The gatemen were often pretty strict, I remember that from my youth
That was because most of them didn't use their brains. The best was Percy Fendall, who worked for years on the Nottingham Road gate. One time he gave me a shout and said there were Derby County footballers wanted to get in and wanted to know what to do. I went over and there were twenty-odd of them!
I was a regular at the Baseball Ground and knew them all, but there was a bloke from Spondon with them who I knew wasn't. He'd also nicked my new shovel when I was working at Quarndon one time, so I made sure that he paid and the rest got in for free.
Les Townsend?
Les was a terrific cricketer and was good to watch, but he kept to himself. He didn't mix that much with other people, but we're all different from that perspective.
Harry Elliott?
He was a top bloke Harry and a marvellous wicket-keeper. He didn't miss much and he was a good coach too. He was another who called a spade a spade and didn't miss anyone who messed him about, but I liked him.
He was older than Derbyshire ever knew, you know. When he signed for the county after the First World War, he told them he was born in 1895, when in fact it was 1891. He reckoned they'd not have given him a chance at that age, but he went on to play up to the Second World War. They made him coach in 1947 and he came back and played a few games that year at the age of 56, as it turned out.
You know, nobody knew about his real age until a reunion of the championship side in 1967. He kept it quiet all those years...
George and Alf Pope
They were from Brimington, near Chesterfield. Their Dad, as I've said, was a groundsman and all the brothers played the game. They even had a net in the back garden when they were growing up!
Alf was a lovely fella. I lodged with him for a few years when I first came to Derby and we got on very well. He was good company and his house on Nottingham Road was really handy for the cricket ground.
When George was ruled out for most of the championship summer in 1936, Arthur Richardson told Alf that it would mean he had to do a lot more bowling as stock bowler. Alf's reply was the kind that Les Jackson would have later made - “I like bowling, skipper.”
George was harder, very competitive. He used to play quick bowlers like Brian Close did in later years. If they bounced him, he used to take it on the chest and glare down the wicket at them as if to say 'Is that the best you've got'.
With the ball he was very aggressive and always had something to say. He mellowed as time went on but he always enjoyed bowling on my green tops. Being a middle-order player, he often got in when the early colour had gone and he scored a lot of runs too, whereas Alf was basically a bowler, pure and simple.
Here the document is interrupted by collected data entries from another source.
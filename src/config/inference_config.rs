//! Settings for driving layer-wise inference.

use serde::{Deserialize, Serialize};
use std::path::Path;

/// How each layer pass splits the node set into batches
#[derive(Debug, Clone, Copy, PartialEq, Eq, Default, Serialize, Deserialize)]
#[serde(rename_all = "lowercase")]
pub enum StrategyKind {
    /// Fixed number of nodes per batch
    Fixed,
    /// Nodes until an in-edge budget is reached
    Edge,
    /// Budget tuned from observed memory, shrinking on exhaustion
    #[default]
    Auto,
}

impl std::str::FromStr for StrategyKind {
    type Err = crate::LayerwiseError;

    fn from_str(s: &str) -> crate::Result<Self> {
        match s.to_lowercase().as_str() {
            "fixed" => Ok(StrategyKind::Fixed),
            "edge" => Ok(StrategyKind::Edge),
            "auto" | "adaptive" => Ok(StrategyKind::Auto),
            other => Err(crate::LayerwiseError::ConfigError(format!(
                "unknown strategy '{}', expected fixed, edge or auto",
                other
            ))),
        }
    }
}

/// Inference configuration, loadable from JSON
#[derive(Debug, Clone, Serialize, Deserialize)]
pub struct InferenceConfig {
    #[serde(default)]
    pub strategy: StrategyKind,

    /// Nodes per batch for the fixed strategy
    #[serde(default = "default_batch_size")]
    pub batch_size: usize,

    /// In-edges per batch for the edge strategy
    #[serde(default = "default_max_edges_per_batch")]
    pub max_edges_per_batch: usize,

    /// Starting node budget of the adaptive strategy
    #[serde(default = "default_initial_max_node")]
    pub initial_max_node: usize,

    /// Starting edge budget of the adaptive strategy
    #[serde(default = "default_initial_max_edge")]
    pub initial_max_edge: usize,

    /// Share of device capacity the adaptive strategy aims for
    #[serde(default = "default_target_memory_fraction")]
    pub target_memory_fraction: f64,

    /// Memory capacity to account against (system memory when unset)
    #[serde(default)]
    pub memory_limit_bytes: Option<usize>,

    /// Background sampling threads (0 samples inline)
    #[serde(default)]
    pub num_workers: usize,

    /// Batches kept ready by the prefetcher
    #[serde(default = "default_prefetch_depth")]
    pub prefetch_depth: usize,

    /// Stage batch inputs in pinned host memory
    #[serde(default)]
    pub pin_inputs: bool,

    /// Show per-layer progress bars
    #[serde(default = "default_progress")]
    pub progress: bool,
}

fn default_batch_size() -> usize {
    1024
}

fn default_max_edges_per_batch() -> usize {
    100_000
}

fn default_initial_max_node() -> usize {
    1000
}

fn default_initial_max_edge() -> usize {
    10000
}

fn default_target_memory_fraction() -> f64 {
    0.8
}

fn default_prefetch_depth() -> usize {
    2
}

fn default_progress() -> bool {
    true
}

impl Default for InferenceConfig {
    fn default() -> Self {
        Self {
            strategy: StrategyKind::default(),
            batch_size: default_batch_size(),
            max_edges_per_batch: default_max_edges_per_batch(),
            initial_max_node: default_initial_max_node(),
            initial_max_edge: default_initial_max_edge(),
            target_memory_fraction: default_target_memory_fraction(),
            memory_limit_bytes: None,
            num_workers: 0,
            prefetch_depth: default_prefetch_depth(),
            pin_inputs: false,
            progress: default_progress(),
        }
    }
}

impl InferenceConfig {
    /// Load configuration from a JSON file
    pub fn from_file(path: impl AsRef<Path>) -> crate::Result<Self> {
        let content = std::fs::read_to_string(path)?;
        let config: InferenceConfig = serde_json::from_str(&content)?;
        config.validate()?;
        Ok(config)
    }

    pub fn validate(&self) -> crate::Result<()> {
        let fail = |msg: &str| Err(crate::LayerwiseError::ConfigError(msg.to_string()));
        if self.batch_size == 0 {
            return fail("batch_size must be positive");
        }
        if self.max_edges_per_batch == 0 {
            return fail("max_edges_per_batch must be positive");
        }
        if self.initial_max_node == 0 || self.initial_max_edge == 0 {
            return fail("initial budgets must be positive");
        }
        if !(self.target_memory_fraction > 0.0 && self.target_memory_fraction <= 1.0) {
            return fail("target_memory_fraction must be in (0, 1]");
        }
        if self.memory_limit_bytes == Some(0) {
            return fail("memory_limit_bytes must be positive");
        }
        Ok(())
    }

    pub fn with_strategy(mut self, strategy: StrategyKind) -> Self {
        self.strategy = strategy;
        self
    }

    pub fn with_batch_size(mut self, batch_size: usize) -> Self {
        self.batch_size = batch_size;
        self
    }

    pub fn with_max_edges(mut self, max_edges: usize) -> Self {
        self.max_edges_per_batch = max_edges;
        self
    }

    pub fn with_initial_budget(mut self, max_node: usize, max_edge: usize) -> Self {
        self.initial_max_node = max_node;
        self.initial_max_edge = max_edge;
        self
    }

    pub fn with_memory_limit(mut self, bytes: usize) -> Self {
        self.memory_limit_bytes = Some(bytes);
        self
    }

    pub fn with_workers(mut self, num_workers: usize) -> Self {
        self.num_workers = num_workers;
        self
    }

    pub fn with_progress(mut self, progress: bool) -> Self {
        self.progress = progress;
        self
    }
}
Their brother Harold was a decent cricketer too, but never got established as a county bowler with his leg spin.
Tommy Mitchell
Tommy was perhaps the most colourful character of them all. He could be very abrupt with some people and I don't think he had much time for me, because I prepared wickets for seam bowlers rather than him.I was a young lad at the time and he didn't think I knew better than him, an older, experienced professional. Maybe he was right. But he was a fine bowler and probably turned it more on an unhelpful wicket than any of his contemporaries. An odd one might go astray, but when he got it right, he was lethal
He was quite the joker but wasn't so keen when the joke was played on him. He was also very aware of his value and turned down a return to the county after the war because he could make more money at the pit.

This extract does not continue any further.